Porel, 22, is a seamer who can consistently hit the 140kph mark. He first drew attention during India's successful campaign at the 2018 Under-19 World Cup, in which he took 4 for 17 in the semi-final, against Pakistan, and then bowled a tight opening spell in the final, against Australia. Since then, he has become the de facto leader of the Bengal bowling line-up and helped Bengal reach the 2019-20 Ranji Trophy final. He was part of the India A team that toured New Zealand in January 2020 and took eight wickets in three games. Porel began as a back-of-a-length bowler, but over the past few years he has learned to swing the ball and begun bowling fuller to succeed in Indian conditions.
At 21, Banton is already one of the most talked about batsmen on the T20 circuit.
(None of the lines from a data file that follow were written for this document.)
//! Generic client trait for unified database access.

use crate::error::{OrmError, OrmResult};
use tokio_postgres::Row;
use tokio_postgres::types::ToSql;

/// A trait that unifies database handles, pooled connections and transactions.
///
/// Every terminal method of [`Query`](crate::Query) accepts any implementor,
/// so the same query can run against a [`Database`](crate::Database) or inside
/// a [`Transaction`](crate::Transaction).
pub trait GenericClient: Send + Sync {
    /// Execute a query and return all rows.
    fn query(
        &self,
        sql: &str,
        params: &[&(dyn ToSql + Sync)],
    ) -> impl std::future::Future<Output = OrmResult<Vec<Row>>> + Send;

    /// Execute a query and return the first row, if any.
    fn query_opt(
        &self,
        sql: &str,
        params: &[&(dyn ToSql + Sync)],
    ) -> impl std::future::Future<Output = OrmResult<Option<Row>>> + Send {
        async move {
            let rows = self.query(sql, params).await?;
            Ok(rows.into_iter().next())
        }
    }

    /// Execute a statement and return the number of affected rows.
    fn execute(
        &self,
        sql: &str,
        params: &[&(dyn ToSql + Sync)],
    ) -> impl std::future::Future<Output = OrmResult<u64>> + Send;
}

impl GenericClient for tokio_postgres::Client {
    async fn query(&self, sql: &str, params: &[&(dyn ToSql + Sync)]) -> OrmResult<Vec<Row>> {
        tokio_postgres::Client::query(self, sql, params)
            .await
            .map_err(OrmError::from_db_error)
    }

    async fn execute(&self, sql: &str, params: &[&(dyn ToSql + Sync)]) -> OrmResult<u64> {
        tokio_postgres::Client::execute(self, sql, params)
            .await
            .map_err(OrmError::from_db_error)
    }
}

impl GenericClient for tokio_postgres::Transaction<'_> {
    async fn query(&self, sql: &str, params: &[&(dyn ToSql + Sync)]) -> OrmResult<Vec<Row>> {
        tokio_postgres::Transaction::query(self, sql, params)
            .await
            .map_err(OrmError::from_db_error)
    }

    async fn execute(&self, sql: &str, params: &[&(dyn ToSql + Sync)]) -> OrmResult<u64> {
        tokio_postgres::Transaction::execute(self, sql, params)
            .await
            .map_err(OrmError::from_db_error)
    }
}

impl GenericClient for deadpool_postgres::Client {
    async fn query(&self, sql: &str, params: &[&(dyn ToSql + Sync)]) -> OrmResult<Vec<Row>> {
        GenericClient::query(&**self, sql, params).await
    }

    async fn execute(&self, sql: &str, params: &[&(dyn ToSql + Sync)]) -> OrmResult<u64> {
        GenericClient::execute(&**self, sql, params).await
    }
}

impl GenericClient for deadpool_postgres::ClientWrapper {
    async fn query(&self, sql: &str, params: &[&(dyn ToSql + Sync)]) -> OrmResult<Vec<Row>> {
        GenericClient::query(&**self, sql, params).await
    }

    async fn execute(&self, sql: &str, params: &[&(dyn ToSql + Sync)]) -> OrmResult<u64> {
        GenericClient::execute(&**self, sql, params).await
    }
}

impl<C: GenericClient> GenericClient for &C {
    async fn query(&self, sql: &str, params: &[&(dyn ToSql + Sync)]) -> OrmResult<Vec<Row>> {
        (*self).query(sql, params).await
    }

    async fn execute(&self, sql: &str, params: &[&(dyn ToSql + Sync)]) -> OrmResult<u64> {
        (*self).execute(sql, params).await
    }
}
//! Record mapping.
//!
//! A [`Record`] describes how a struct maps to one relation: its table name,
//! its persisted fields in declaration order (embedded records flattened in
//! place, skipped fields absent), the current value of each field, and how to
//! read the fields back from a row positionally.
//!
//! Implementations are normally generated with `#[derive(Record)]`:
//!
//! ```ignore
//! #[derive(Debug, Default, Record)]
//! #[orm(table = "users")]
//! struct User {
//!     #[orm(primary_key)]
//!     counter: i64,
//!     name: String,
//!     #[orm(default = "now()")]
//!     created_at: chrono::NaiveDateTime,
//! }
//! ```

use crate::args::Param;
use crate::error::OrmResult;
use crate::ident::{escape, to_snake_case};
use crate::row::RowCursor;
use std::sync::Arc;
use tokio_postgres::types::ToSql;

/// Static description of one persisted field.
#[derive(Debug, Clone, Copy, PartialEq, Eq)]
pub struct FieldDef {
    /// Rust field name.
    pub name: &'static str,
    /// Column name override, used verbatim.
    pub column: Option<&'static str>,
    /// Whether this field is the primary key.
    pub primary_key: bool,
    /// SQL expression written instead of a blank value on insert/update.
    pub default: Option<&'static str>,
}

impl FieldDef {
    pub fn new(name: &'static str) -> Self {
        Self {
            name,
            column: None,
            primary_key: false,
            default: None,
        }
    }

    pub fn with_column(mut self, column: &'static str) -> Self {
        self.column = Some(column);
        self
    }

    pub fn as_primary_key(mut self) -> Self {
        self.primary_key = true;
        self
    }

    pub fn with_default(mut self, expr: &'static str) -> Self {
        self.default = Some(expr);
        self
    }

    /// SQL column name of this field.
    pub fn column_name(&self) -> String {
        column_name(self)
    }
}

/// Current value of one persisted field.
#[derive(Debug, Clone)]
pub struct FieldValue {
    pub value: Param,
    /// `true` when the field holds its type's default value.
    pub blank: bool,
}

impl FieldValue {
    pub fn new(value: Param, blank: bool) -> Self {
        Self { value, blank }
    }

    /// Capture a field value, computing its blank flag.
    pub fn of<T>(value: &T) -> Self
    where
        T: ToSql + Sync + Send + Clone + Default + PartialEq + 'static,
    {
        Self {
            blank: is_blank(value),
            value: Arc::new(value.clone()),
        }
    }
}

/// A typed value mapped to a single relation.
pub trait Record: Send + Sync {
    /// Unescaped table name.
    fn table_name() -> &'static str;

    /// Persisted fields in declaration order, embedded records flattened.
    fn field_defs() -> Vec<FieldDef>;

    /// Values parallel to [`Record::field_defs`].
    fn field_values(&self) -> Vec<FieldValue>;

    /// Overwrite every persisted field from the row, in declaration order.
    fn read_row(&mut self, row: &mut RowCursor<'_>) -> OrmResult<()>;
}

/// A persisted field together with its current value.
#[derive(Debug, Clone)]
pub struct Field {
    pub def: FieldDef,
    pub value: FieldValue,
}

impl Field {
    pub fn column(&self) -> String {
        column_name(&self.def)
    }
}

/// `true` iff `value` equals its type's default.
pub fn is_blank<T: Default + PartialEq>(value: &T) -> bool {
    *value == T::default()
}

/// The column override if present, else the escaped snake_case field name.
pub fn column_name(def: &FieldDef) -> String {
    match def.column {
        Some(column) => column.to_string(),
        None => escape(&to_snake_case(def.name)),
    }
}

/// Escaped table name of `R`.
pub fn table_of<R: Record>() -> String {
    escape(R::table_name())
}

/// Persisted fields of `record` with their values, in declaration order.
pub fn persisted_fields<R: Record>(record: &R) -> Vec<Field> {
    R::field_defs()
        .into_iter()
        .zip(record.field_values())
        .map(|(def, value)| Field { def, value })
        .collect()
}

/// Column and value of the first field marked as primary key.
pub fn primary_key<R: Record>(record: &R) -> Option<(String, FieldValue)> {
    persisted_fields(record)
        .into_iter()
        .find(|f| f.def.primary_key)
        .map(|f| (f.column(), f.value))
}

/// Column of the first field marked as primary key, without needing a value.
pub fn primary_key_column<R: Record>() -> Option<String> {
    R::field_defs()
        .iter()
        .find(|d| d.primary_key)
        .map(column_name)
}

/// `table.column` for every persisted field of `R`.
pub fn qualified_columns<R: Record>(table: &str) -> Vec<String> {
    R::field_defs()
        .iter()
        .map(|d| format!("{table}.{}", column_name(d)))
        .collect()
}
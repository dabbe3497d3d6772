//! # pgmodel
//!
//! Record-driven PostgreSQL data access.
//!
//! ## Features
//!
//! - **Records, not strings**: a struct implementing [`Record`] (usually via
//!   `#[derive(Record)]`) drives column lists, WHERE filters and `RETURNING`
//! - **Immutable builder**: every [`Query`] configuration call returns a new
//!   value, so a base query can be shared and extended freely
//! - **`?` placeholders**: written as `?`, numbered `$1..$n` at render time;
//!   sequence arguments expand `IN (?)` into a placeholder list
//! - **Re-hydration**: `create` and `updates` read the row back from
//!   `RETURNING`, picking up defaults and triggers
//! - **Transaction-friendly**: pass a [`Transaction`] anywhere a
//!   [`GenericClient`] is expected
//! - **LISTEN/NOTIFY**: per-channel callbacks on a dedicated, self-healing
//!   connection
//!
//! ```ignore
//! use pgmodel::prelude::*;
//!
//! #[derive(Debug, Default, Record)]
//! #[orm(table = "users")]
//! struct User {
//!     #[orm(primary_key)]
//!     counter: i64,
//!     name: String,
//! }
//!
//! let db = Database::connect(&std::env::var("DATABASE_URL")?).await?;
//!
//! let mut user = User { name: "paolo".into(), ..Default::default() };
//! db.create(&mut user).await?;
//!
//! let names: Vec<String> = db
//!     .model::<User>()
//!     .where_sql("counter IN (?)", (vec![1_i64, 2, 3],))
//!     .order("name")
//!     .pluck(&db, "name")
//!     .await?;
//!
//! db.listen("users", |payloads| println!("{payloads:?}")).await?;
//! db.notify("users", &["created"]).await?;
//! ```

extern crate self as pgmodel;

pub mod args;
pub mod client;
pub mod database;
pub mod error;
pub mod ident;
pub mod listen;
pub mod prelude;
pub mod query;
pub mod record;
pub mod row;
pub mod session;
pub mod sql;
pub mod transaction;
pub mod types;

pub use args::{Arg, IntoArg, IntoArgs, Param, arg};
pub use client::GenericClient;
pub use database::{Database, DatabaseConfig};
pub use error::{OrmError, OrmResult};
pub use ident::{escape, quote_ident};
pub use listen::{
    Listener, ListenerConfig, ListenerQueuePolicy, ListenerState, ListenerStats,
    NotificationCallback,
};
pub use query::{ModelMeta, Query, StatementKind};
pub use record::{FieldDef, FieldValue, Record};
pub use row::{FromRow, RowCursor};
pub use session::Session;
pub use sql::Sql;
pub use transaction::Transaction;
pub use types::JsonObject;

#[cfg(feature = "derive")]
pub use pgmodel_derive::Record;
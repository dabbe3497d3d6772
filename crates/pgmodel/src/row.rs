//! Row mapping traits and utilities

use crate::error::{OrmError, OrmResult};
use tokio_postgres::Row;
use tokio_postgres::types::FromSql;

/// Trait for types that can be constructed from a database row.
///
/// Implemented for tuples of up to eight columns, which covers ad-hoc
/// projections such as `SELECT name, count(*) ... GROUP BY name`:
///
/// ```ignore
/// let rows: Vec<(String, i64)> = db
///     .table("posts")
///     .select("author, count(*)", ())
///     .joins("GROUP BY author")
///     .scan_rows(&db)
///     .await?;
/// ```
pub trait FromRow: Sized {
    /// Convert a database row into Self
    fn from_row(row: &Row) -> OrmResult<Self>;
}

/// Positional reader used by [`Record::read_row`](crate::Record::read_row).
///
/// Each call to [`RowCursor::next_column`] decodes the next column, so a record reads
/// its fields in declaration order, embedded records included.
pub struct RowCursor<'r> {
    row: &'r Row,
    index: usize,
}

impl<'r> RowCursor<'r> {
    pub fn new(row: &'r Row) -> Self {
        Self { row, index: 0 }
    }

    /// Decode the next column.
    pub fn next_column<T>(&mut self) -> OrmResult<T>
    where
        T: for<'a> FromSql<'a>,
    {
        let idx = self.index;
        self.index += 1;
        self.row.try_get(idx).map_err(|e| {
            let column = self
                .row
                .columns()
                .get(idx)
                .map(|c| c.name().to_string())
                .unwrap_or_else(|| idx.to_string());
            OrmError::decode(column, e.to_string())
        })
    }
}

macro_rules! impl_from_row_tuple {
    ($($name:ident : $idx:tt),+) => {
        impl<$($name),+> FromRow for ($($name,)+)
        where
            $($name: for<'a> FromSql<'a>),+
        {
            fn from_row(row: &Row) -> OrmResult<Self> {
                Ok(($(
                    row.try_get($idx)
                        .map_err(|e| OrmError::decode(stringify!($idx), e.to_string()))?,
                )+))
            }
        }
    };
}

impl_from_row_tuple!(A: 0);
impl_from_row_tuple!(A: 0, B: 1);
impl_from_row_tuple!(A: 0, B: 1, C: 2);
impl_from_row_tuple!(A: 0, B: 1, C: 2, D: 3);
impl_from_row_tuple!(A: 0, B: 1, C: 2, D: 3, E: 4);
impl_from_row_tuple!(A: 0, B: 1, C: 2, D: 3, E: 4, F: 5);
impl_from_row_tuple!(A: 0, B: 1, C: 2, D: 3, E: 4, F: 5, G: 6);
impl_from_row_tuple!(A: 0, B: 1, C: 2, D: 3, E: 4, F: 5, G: 6, H: 7);
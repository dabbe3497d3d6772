//! Error types for pgmodel

use thiserror::Error;

/// Result type alias for pgmodel operations
pub type OrmResult<T> = Result<T, OrmError>;

/// Error types for database operations
#[derive(Debug, Error)]
pub enum OrmError {
    /// Database connection error (open, ping, or listener connection)
    #[error("Connection error: {0}")]
    Connection(String),

    /// Query execution error
    #[error("Query error: {0}")]
    Query(#[from] tokio_postgres::Error),

    /// A statement could not be built from the accumulated builder state
    #[error("Invalid query: {0}")]
    InvalidQuery(String),

    /// Row not found
    #[error("Not found: {0}")]
    NotFound(String),

    /// Unique constraint violation
    #[error("Unique constraint violation: {0}")]
    UniqueViolation(String),

    /// Foreign key constraint violation
    #[error("Foreign key violation: {0}")]
    ForeignKeyViolation(String),

    /// Check constraint violation
    #[error("Check constraint violation: {0}")]
    CheckViolation(String),

    /// Row decode/mapping error
    #[error("Decode error on column '{column}': {message}")]
    Decode { column: String, message: String },

    /// A callback is already registered for this channel
    #[error("Already subscribed to channel {0}")]
    AlreadySubscribed(String),

    /// Validation error
    #[error("Validation error: {0}")]
    Validation(String),

    /// Pool error
    #[error("Pool error: {0}")]
    Pool(String),

    /// A transaction body failed and the rollback failed too
    #[error("{error} (rollback failed: {rollback})")]
    RollbackFailed {
        error: Box<OrmError>,
        rollback: Box<OrmError>,
    },

    /// Other errors
    #[error("{0}")]
    Other(String),
}

impl OrmError {
    /// Create a decode error for a specific column
    pub fn decode(column: impl Into<String>, message: impl Into<String>) -> Self {
        Self::Decode {
            column: column.into(),
            message: message.into(),
        }
    }

    /// Create a not found error
    pub fn not_found(message: impl Into<String>) -> Self {
        Self::NotFound(message.into())
    }

    /// Create a validation error
    pub fn validation(message: impl Into<String>) -> Self {
        Self::Validation(message.into())
    }

    /// Create an invalid query error
    pub fn invalid_query(message: impl Into<String>) -> Self {
        Self::InvalidQuery(message.into())
    }

    /// Check if this is a unique violation error
    pub fn is_unique_violation(&self) -> bool {
        matches!(self, Self::UniqueViolation(_))
    }

    /// Check if this is a not found error
    pub fn is_not_found(&self) -> bool {
        matches!(self, Self::NotFound(_))
    }

    /// Check if this error comes from an invalid builder call sequence
    pub fn is_invalid_query(&self) -> bool {
        matches!(self, Self::InvalidQuery(_))
    }

    /// Parse a tokio_postgres error into a more specific OrmError
    pub fn from_db_error(err: tokio_postgres::Error) -> Self {
        if let Some(db_err) = err.as_db_error() {
            let constraint = db_err.constraint().unwrap_or("unknown");
            let message = db_err.message();

            match db_err.code().code() {
                "23505" => return Self::UniqueViolation(format!("{}: {}", constraint, message)),
                "23503" => {
                    return Self::ForeignKeyViolation(format!("{}: {}", constraint, message));
                }
                "23514" => return Self::CheckViolation(format!("{}: {}", constraint, message)),
                _ => {}
            }
        }
        Self::Query(err)
    }
}

impl From<deadpool_postgres::PoolError> for OrmError {
    fn from(err: deadpool_postgres::PoolError) -> Self {
        Self::Pool(err.to_string())
    }
}
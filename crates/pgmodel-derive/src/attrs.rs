//! Parsing of struct-level and field-level `#[orm(...)]` attributes.

use syn::parse::{Parse, ParseStream};
use syn::{Attribute, LitStr, Result, Token};

/// Struct-level attributes.
#[derive(Default)]
pub(crate) struct StructAttr {
    pub table: Option<String>,
}

impl Parse for StructAttr {
    fn parse(input: ParseStream) -> Result<Self> {
        let mut out = StructAttr::default();

        while !input.is_empty() {
            let ident: syn::Ident = input.parse()?;
            if ident == "table" {
                let _: Token![=] = input.parse()?;
                let value: LitStr = input.parse()?;
                out.table = Some(value.value());
            } else {
                return Err(syn::Error::new_spanned(
                    &ident,
                    format!("unknown struct attribute `{ident}`, expected `table`"),
                ));
            }

            if input.peek(Token![,]) {
                let _: Token![,] = input.parse()?;
            } else {
                break;
            }
        }

        Ok(out)
    }
}

/// Field-level attributes.
#[derive(Default)]
pub(crate) struct FieldAttr {
    pub primary_key: bool,
    pub skip: bool,
    pub embed: bool,
    pub column: Option<String>,
    pub default: Option<String>,
}

impl FieldAttr {
    fn merge(&mut self, other: FieldAttr) {
        self.primary_key |= other.primary_key;
        self.skip |= other.skip;
        self.embed |= other.embed;
        if other.column.is_some() {
            self.column = other.column;
        }
        if other.default.is_some() {
            self.default = other.default;
        }
    }
}

impl Parse for FieldAttr {
    fn parse(input: ParseStream) -> Result<Self> {
        let mut out = FieldAttr::default();

        while !input.is_empty() {
            let ident: syn::Ident = input.parse()?;
            match ident.to_string().as_str() {
                "primary_key" | "id" => out.primary_key = true,
                "skip" => out.skip = true,
                "embed" => out.embed = true,
                "column" | "default" => {
                    let _: Token![=] = input.parse()?;
                    let value: LitStr = input.parse()?;
                    if ident == "column" {
                        out.column = Some(value.value());
                    } else {
                        out.default = Some(value.value());
                    }
                }
                other => {
                    return Err(syn::Error::new_spanned(
                        &ident,
                        format!(
                            "unknown field attribute `{other}`, expected one of \
                             `primary_key`, `id`, `column`, `default`, `embed`, `skip`"
                        ),
                    ));
                }
            }

            if input.peek(Token![,]) {
                let _: Token![,] = input.parse()?;
            } else {
                break;
            }
        }

        Ok(out)
    }
}

pub(crate) fn struct_attr(attrs: &[Attribute]) -> Result<StructAttr> {
    let mut out = StructAttr::default();
    for attr in attrs.iter().filter(|a| a.path().is_ident("orm")) {
        let parsed: StructAttr = attr.parse_args()?;
        if parsed.table.is_some() {
            out.table = parsed.table;
        }
    }
    Ok(out)
}

pub(crate) fn field_attr(attrs: &[Attribute]) -> Result<FieldAttr> {
    let mut out = FieldAttr::default();
    for attr in attrs.iter().filter(|a| a.path().is_ident("orm")) {
        out.merge(attr.parse_args()?);
    }
    Ok(out)
}
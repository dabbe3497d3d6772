//! Placeholder-numbering SQL fragments.
//!
//! `Sql` stores SQL text and bound parameters separately. Placeholders are
//! numbered only when the statement is rendered with [`Sql::to_sql`], so
//! fragments can be built independently (CTE, SELECT list, WHERE clauses) and
//! assembled in any order without tracking `$n` indices by hand.
//!
//! # Example
//!
//! ```ignore
//! use pgmodel::Sql;
//!
//! let mut q = Sql::new("SELECT id FROM users WHERE ");
//! q.push_marked("status = ? AND id IN (?)", ("active", vec![1_i64, 2, 3]))?;
//! assert_eq!(q.to_sql(), "SELECT id FROM users WHERE status = $1 AND id IN ($2,$3,$4)");
//! ```

use crate::args::{Arg, IntoArgs, Param};
use crate::error::{OrmError, OrmResult};
use std::sync::Arc;
use tokio_postgres::types::ToSql;

#[derive(Debug, Clone)]
enum SqlPart {
    Raw(String),
    Param,
}

/// A parameter-safe SQL fragment.
#[derive(Debug, Clone, Default)]
pub struct Sql {
    parts: Vec<SqlPart>,
    params: Vec<Param>,
}

impl Sql {
    /// Create a new fragment with initial SQL text.
    pub fn new(initial_sql: impl Into<String>) -> Self {
        Self {
            parts: vec![SqlPart::Raw(initial_sql.into())],
            params: Vec::new(),
        }
    }

    /// Create an empty fragment.
    pub fn empty() -> Self {
        Self::default()
    }

    /// Parse a `?`-marked fragment, binding `args` positionally.
    pub fn marked(template: &str, args: impl IntoArgs) -> OrmResult<Self> {
        let mut out = Self::empty();
        out.push_marked(template, args)?;
        Ok(out)
    }

    /// `true` if no text and no parameters were pushed.
    pub fn is_empty(&self) -> bool {
        self.params.is_empty()
            && self.parts.iter().all(|p| match p {
                SqlPart::Raw(s) => s.is_empty(),
                SqlPart::Param => false,
            })
    }

    /// Append raw SQL (no parameters).
    pub fn push(&mut self, sql: &str) -> &mut Self {
        if sql.is_empty() {
            return self;
        }

        match self.parts.last_mut() {
            Some(SqlPart::Raw(last)) => last.push_str(sql),
            _ => self.parts.push(SqlPart::Raw(sql.to_string())),
        }
        self
    }

    /// Append a parameter placeholder and bind its value.
    pub fn push_bind<T>(&mut self, value: T) -> &mut Self
    where
        T: ToSql + Sync + Send + 'static,
    {
        self.push_param(Arc::new(value))
    }

    /// Append a placeholder for an already type-erased value.
    pub fn push_param(&mut self, value: Param) -> &mut Self {
        self.parts.push(SqlPart::Param);
        self.params.push(value);
        self
    }

    /// Append a comma-separated list of placeholders and bind all values.
    ///
    /// If `values` is empty, this appends `NULL` (so `IN (NULL)` is valid SQL).
    pub fn push_bind_list(&mut self, values: impl IntoIterator<Item = Param>) -> &mut Self {
        let mut iter = values.into_iter();
        let Some(first) = iter.next() else {
            return self.push("NULL");
        };

        self.push_param(first);
        for v in iter {
            self.push(",");
            self.push_param(v);
        }
        self
    }

    /// Append a bound argument: one placeholder, or a list for sequences.
    pub fn push_arg(&mut self, arg: Arg) -> &mut Self {
        match arg {
            Arg::One(value) => self.push_param(value),
            Arg::Many(values) => self.push_bind_list(values),
        }
    }

    /// Append another fragment.
    pub fn push_sql(&mut self, other: &Sql) -> &mut Self {
        for part in &other.parts {
            match part {
                SqlPart::Raw(s) => {
                    self.push(s);
                }
                SqlPart::Param => self.parts.push(SqlPart::Param),
            }
        }
        self.params.extend(other.params.iter().cloned());
        self
    }

    /// Append a `?`-marked fragment.
    ///
    /// Every `?` outside a single-quoted literal consumes the next argument.
    /// The marker and argument counts must match.
    pub fn push_marked(&mut self, template: &str, args: impl IntoArgs) -> OrmResult<&mut Self> {
        let args = args.into_args();
        let markers = count_markers(template);
        if markers != args.len() {
            return Err(OrmError::invalid_query(format!(
                "`{template}` has {markers} `?` marker(s) but {} argument(s) were given",
                args.len()
            )));
        }

        let mut args = args.into_iter();
        let mut in_literal = false;
        let mut chunk = String::new();
        for c in template.chars() {
            match c {
                '\'' => {
                    in_literal = !in_literal;
                    chunk.push(c);
                }
                '?' if !in_literal => {
                    self.push(&chunk);
                    chunk.clear();
                    if let Some(arg) = args.next() {
                        self.push_arg(arg);
                    }
                }
                _ => chunk.push(c),
            }
        }
        self.push(&chunk);
        Ok(self)
    }

    /// Render SQL with `$1, $2, ...` placeholders.
    pub fn to_sql(&self) -> String {
        let mut out = String::new();
        let mut idx: usize = 0;

        for part in &self.parts {
            match part {
                SqlPart::Raw(s) => out.push_str(s),
                SqlPart::Param => {
                    idx += 1;
                    use std::fmt::Write;
                    let _ = write!(&mut out, "${}", idx);
                }
            }
        }
        out
    }

    /// Parameter refs compatible with `tokio-postgres`.
    pub fn params_ref(&self) -> Vec<&(dyn ToSql + Sync)> {
        self.params
            .iter()
            .map(|p| p.as_ref() as &(dyn ToSql + Sync))
            .collect()
    }

    /// Bound parameters in placeholder order.
    pub fn params(&self) -> &[Param] {
        &self.params
    }

    /// Number of bound parameters.
    pub fn param_count(&self) -> usize {
        self.params.len()
    }

    pub(crate) fn validate(&self) -> OrmResult<()> {
        let placeholder_count = self
            .parts
            .iter()
            .filter(|p| matches!(p, SqlPart::Param))
            .count();

        if placeholder_count != self.params.len() {
            return Err(OrmError::invalid_query(format!(
                "Sql: {} placeholders but {} params",
                placeholder_count,
                self.params.len()
            )));
        }
        Ok(())
    }
}

/// Count `?` markers outside single-quoted literals.
pub(crate) fn count_markers(template: &str) -> usize {
    let mut in_literal = false;
    let mut count = 0;
    for c in template.chars() {
        match c {
            '\'' => in_literal = !in_literal,
            '?' if !in_literal => count += 1,
            _ => {}
        }
    }
    count
}

#[cfg(test)]
mod tests {
    use super::*;

    #[test]
    fn builds_placeholders_in_order() {
        let mut q = Sql::new("SELECT * FROM users WHERE a = ");
        q.push_bind(1).push(" AND b = ").push_bind("x");

        assert_eq!(q.to_sql(), "SELECT * FROM users WHERE a = $1 AND b = $2");
        assert_eq!(q.params_ref().len(), 2);
    }

    #[test]
    fn can_compose_fragments() {
        let mut w = Sql::empty();
        w.push(" WHERE id = ").push_bind(42);

        let mut q = Sql::new("SELECT * FROM users");
        q.push_sql(&w);

        assert_eq!(q.to_sql(), "SELECT * FROM users WHERE id = $1");
        assert_eq!(q.params_ref().len(), 1);
    }

    #[test]
    fn numbering_follows_assembly_order() {
        let where_part = Sql::marked("b = ?", ("late",)).unwrap();
        let cte = Sql::marked("WITH x AS (SELECT ? AS v)", (1_i64,)).unwrap();

        let mut q = Sql::empty();
        q.push_sql(&cte).push(" SELECT v FROM x WHERE ").push_sql(&where_part);
        assert_eq!(
            q.to_sql(),
            "WITH x AS (SELECT $1 AS v) SELECT v FROM x WHERE b = $2"
        );
    }

    #[test]
    fn marked_expands_sequences() {
        let q = Sql::marked("a = ? AND x IN (?)", (7_i64, vec![1_i64, 2, 3])).unwrap();
        assert_eq!(q.to_sql(), "a = $1 AND x IN ($2,$3,$4)");
        assert_eq!(q.param_count(), 4);
    }

    #[test]
    fn empty_sequence_renders_null() {
        let q = Sql::marked("x IN (?)", (Vec::<i64>::new(),)).unwrap();
        assert_eq!(q.to_sql(), "x IN (NULL)");
        assert_eq!(q.param_count(), 0);
    }

    #[test]
    fn markers_inside_literals_are_text() {
        let q = Sql::marked("note = 'why?' AND id = ?", (1_i64,)).unwrap();
        assert_eq!(q.to_sql(), "note = 'why?' AND id = $1");
    }

    #[test]
    fn marker_count_mismatch_is_invalid_query() {
        let err = Sql::marked("a = ? AND b = ?", (1_i64,)).unwrap_err();
        assert!(err.is_invalid_query());
    }

    #[test]
    fn validate_accepts_balanced_fragments() {
        let q = Sql::marked("a = ?", (1_i64,)).unwrap();
        assert!(q.validate().is_ok());
        assert!(Sql::empty().is_empty());
        assert!(!q.is_empty());
    }
}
In 40 T20 matches, he has an average of nearly 30 and a strike-rate of 154.16. Banton rose to prominence during the 2019 English summer, when he scored 454 runs for Somerset in the Royal One-Day Cup, including 112, 59 and 69 in the three knockout games. He also scored 549 runs in the Vitality Blast, including a hundred and four fifties. He was then picked up by franchises for both the BBL and the Pakistan Super League and had impressive innings in both competitions. He has also become a regular member of England's white-ball squads. Banton grew up playing field hockey and that helps him play outrageous reverse-sweeps and scoops, which makes him an entertaining batsman to watch.
A modern-day legspinner who prefers his googly to the traditional legbreak, Bishnoi was the leading wicket-taker at the 2020 U-19 World Cup, collecting 17 scalps in six games at an average of 10.64. He admires Rashid Khan and Yuzvendra Chahal, and his fast run-up allows him to get extra zip and bounce. It will help Bishnoi, still just 20, that Kings XI Punjab's head coach is Anil Kumble, the former India legspinner. Bishnoi recently said he had been learning to bowl the flipper from Kumble.
Jaiswal, an 18-year-old left-hand batsman from Mumbai, was the Player of the Tournament at the 2020 U-19 World Cup, in which he scored 400 runs at an average of 133, including four fifties and a century. By then, Jaiswal had already impressed for the Mumbai senior team - he scored three centuries, one a double, for Mumbai in the 2019-20 Vijay Hazare Trophy. Jaiswal's consistency and aggression made him a hot commodity at the auction, and he was sold for Rs 2.4 crore (about US$338,000). With Ajinkya Rahane no longer at Rajasthan Royals, there's a good chance Jaiswal will be one of their first-choice openers.